Which is all about art and environment of course. In that field, we have to keep making, keep developing new ideas, continue to find new ways to present the works of our fellow artists. There never is the last word, nor is there ever a definitive statement, but a constantly evolving shape of things.

Fluid Earth
Each exhibition by each group of artists reorders the way we can think. Each work may be powerful by itself, but its proximity to another becomes an increasingly complex and interesting conversation. For the most recent residency Fluid Earth, we began with a week of intense research in the local environment, together with a number of guides, partners, experts in different fields of knowledge. Each one of the sixteen artists involved began in a position of unknowing, growing to one of familiarity, eventually drawing from their own deep experience to make a personal response to those stimuli. Having initially been confused, their skill in making, brought a flash of clarity as they interpreted their new experiences. What we witnessed together was a state of becoming. And indeed as the works were brought together to populate the walls and floors of the gallery, it has become increasingly clear what we have done. Our Fluid Earth conference in November will discuss this and there, no doubt, the state of becoming will continue as we converse with a wider group of people. From that day we may become more insightful, more thoughtful, or we might just move on. For a day, we will operate as ‘we’ – a collective – , after which we will revert to a ‘they’, ‘he’, ‘she’, ‘me’, each one of us, hopefully, having deepened our state of becoming.
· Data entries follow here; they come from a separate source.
//! 가변 인자 집계: avg, hmean, ssq, sum, max, min. 목록 인자는 펼친다.

use std::cmp::Ordering;

use qcalc_numeric::{
    apply, compare, BinaryOp, MathResult, NumericKind, NumericValue, Operand, Rational,
};

use crate::runtime::flatten;

fn rational(n: usize) -> NumericValue {
    NumericValue::Rational(Rational::from_i64(n as i64))
}

/// 덧셈으로 모은다. 빈 입력은 None.
fn total(items: &[&Operand], op: &'static str) -> MathResult<Option<NumericValue>> {
    let Some((first, rest)) = items.split_first() else {
        return Ok(None);
    };
    let mut acc = first.to_numeric(op)?;
    for item in rest {
        acc = apply(&acc, item, BinaryOp::Add)?;
    }
    Ok(Some(acc))
}

/// 합 / 개수 (유리수 나눗셈)
pub fn avg(args: &[Operand]) -> MathResult<Option<NumericValue>> {
    let items = flatten(args);
    let Some(sum) = total(&items, "avg")? else {
        return Ok(None);
    };
    sum.try_div(&rational(items.len())).map(Some)
}

/// 개수 / Σ(1/x). 0 이 하나라도 있으면 0.
pub fn hmean(args: &[Operand]) -> MathResult<Option<NumericValue>> {
    let values = flatten(args)
        .into_iter()
        .map(|arg| arg.to_numeric("hmean"))
        .collect::<MathResult<Vec<_>>>()?;
    if values.is_empty() {
        return Ok(None);
    }
    if values.iter().any(NumericValue::is_zero) {
        return Ok(Some(rational(0)));
    }
    let mut acc = rational(0);
    for x in &values {
        acc = &acc + &x.as_kind().inverse()?;
    }
    rational(values.len()).try_div(&acc).map(Some)
}

/// Σx². 빈 입력은 0.
pub fn ssq(args: &[Operand]) -> MathResult<Option<NumericValue>> {
    let mut acc = rational(0);
    for arg in flatten(args) {
        let x = arg.to_numeric("ssq")?;
        acc = &acc + &(&x * &x);
    }
    Ok(Some(acc))
}

/// nil 은 건너뛴다. 빈 입력은 0.
pub fn sum(args: &[Operand]) -> MathResult<Option<NumericValue>> {
    let items: Vec<&Operand> = flatten(args).into_iter().filter(|a| !a.is_nil()).collect();
    Ok(Some(total(&items, "sum")?.unwrap_or_else(|| rational(0))))
}

fn extreme(
    args: &[Operand],
    op: &'static str,
    keep: Ordering,
) -> MathResult<Option<NumericValue>> {
    let mut best: Option<NumericValue> = None;
    for arg in flatten(args).into_iter().filter(|a| !a.is_nil()) {
        let x = arg.to_numeric(op)?;
        best = match best {
            None => {
                // 실수인지 먼저 확인한다
                x.to_rational(op)?;
                Some(x)
            }
            Some(current) => {
                if compare(&x, &Operand::Num(current.clone()), op)? == keep {
                    Some(x)
                } else {
                    Some(current)
                }
            }
        };
    }
    Ok(best)
}

pub fn max(args: &[Operand]) -> MathResult<Option<NumericValue>> {
    extreme(args, "max", Ordering::Greater)
}

pub fn min(args: &[Operand]) -> MathResult<Option<NumericValue>> {
    extreme(args, "min", Ordering::Less)
}

#[cfg(test)]
mod tests {
    use super::*;
    use qcalc_numeric::ErrorKind;

    fn ints(values: &[i64]) -> Vec<Operand> {
        values.iter().copied().map(Operand::Int).collect()
    }

    #[test]
    fn aggregate_sum_skips_nil_but_avg_does_not() {
        let args = vec![Operand::Int(1), Operand::Nil, Operand::Int(2)];
        assert_eq!(sum(&args).expect("sum"), Some(NumericValue::int(3)));
        assert_eq!(avg(&args).unwrap_err().kind(), ErrorKind::TypeCoercion);
        assert_eq!(sum(&[]).expect("sum"), Some(NumericValue::int(0)));
    }

    #[test]
    fn aggregate_avg_divides_exactly() {
        let value = avg(&ints(&[1, 2])).expect("avg").expect("value");
        assert_eq!(value, NumericValue::ratio(3, 2).expect("ratio"));
    }

    #[test]
    fn aggregate_ssq_flattens_nested_lists() {
        let args = vec![
            Operand::Int(1),
            Operand::List(vec![Operand::Int(2), Operand::List(ints(&[3]))]),
        ];
        assert_eq!(ssq(&args).expect("ssq"), Some(NumericValue::int(14)));
    }

    #[test]
    fn aggregate_extremes_keep_the_original_kind() {
        let args = vec![
            Operand::Int(3),
            Operand::Nil,
            Operand::from(Rational::ratio(7, 2).expect("ratio")),
            Operand::Float(-1.5),
        ];
        assert_eq!(
            max(&args).expect("max"),
            Some(NumericValue::ratio(7, 2).expect("ratio"))
        );
        assert_eq!(
            min(&args).expect("min"),
            Some(NumericValue::ratio(-3, 2).expect("ratio"))
        );
        assert_eq!(max(&[Operand::Nil]).expect("max"), None);
        let err = max(&[Operand::Int(1), Operand::Complex(0.0, 1.0)]).unwrap_err();
        assert_eq!(err.kind(), ErrorKind::TypeCoercion);
    }
}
The environment in a state of becoming
This is still something I am thinking through, but of course at the root of our work as artists, both as individuals and through a wider artists network, is to think more deeply about the environment. We all are very aware that we are faced in the world with multiple crises – nature depletions, extinctions, pollutions. Climate chaos brings unpredictable weather, with flooding, fires, droughts, gales. Political instability furthers both greed and want. Greed for power brings violence, turbulence and wars. The earth is fluid in multiple senses, many of them dramatically unhappy. But the constant question being posed by so many is how can the forces of good overcome the bad? Can the arts as a whole help to create a cultural force for positive growth, enabling creativity to triumph over destruction? While I continue to hope that they can, it not only feels increasingly like a faint hope for an unrealistic utopia, but the wrong emphasis. Though it can reflect conflict and loss, art is not a good tool for fighting with, but it is a brilliant companion to the spirit, for thought and insight about an environment in a state of flux .


Holding stones, 2025
The long history of art and environment
I am thinking increasingly, and will write more, about the long history of art and environment. Suffice for now, to say that art has always evolved in tune with the environment. It has always been in a state of becoming, just as the environment is. Art creates a culture of comment, questioning, responding, reflecting, vigilance. Leaving aside its commercial exploitation, (a whole other issue and not a positive one in my view) the ability to startle, to create spectacle, to arrest the senses, to affect mood, to provoke thought and imagination, continue to be its greatest set of powers. How can these be used to connect with a greater sense of environmental responsibility both politically and by the masses of people? Well, that begins with the whole process of encouraging people to be part of a growing movement for looking and listening, moving towards positive activism, and that is also in a state of continual becoming. And that, a state of becoming, is the underlying subject of much of the GroundWork Gallery programme for 2026, its tenth year.